Required work:
As soon as the line containing "#[derive(Error, Debug, Clone, PartialEq, Eq)]" appears, copy it and every following line word for word until the records end.

▶

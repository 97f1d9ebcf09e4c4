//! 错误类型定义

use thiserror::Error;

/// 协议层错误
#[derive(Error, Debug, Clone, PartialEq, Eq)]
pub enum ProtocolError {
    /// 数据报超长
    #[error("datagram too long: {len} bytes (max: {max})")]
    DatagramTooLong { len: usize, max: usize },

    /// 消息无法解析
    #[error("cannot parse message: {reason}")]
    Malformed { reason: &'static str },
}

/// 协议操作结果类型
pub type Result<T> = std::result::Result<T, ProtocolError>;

◀

Your solution:
#[derive(Error, Debug, Clone, PartialEq, Eq)]
pub enum ProtocolError {
    /// 数据报超长
    #[error("datagram too long: {len} bytes (max: {max})")]
    DatagramTooLong { len: usize, max: usize },

    /// 消息无法解析
    #[error("cannot parse message: {reason}")]
    Malformed { reason: &'static str },
}

/// 协议操作结果类型
pub type Result<T> = std::result::Result<T, ProtocolError>;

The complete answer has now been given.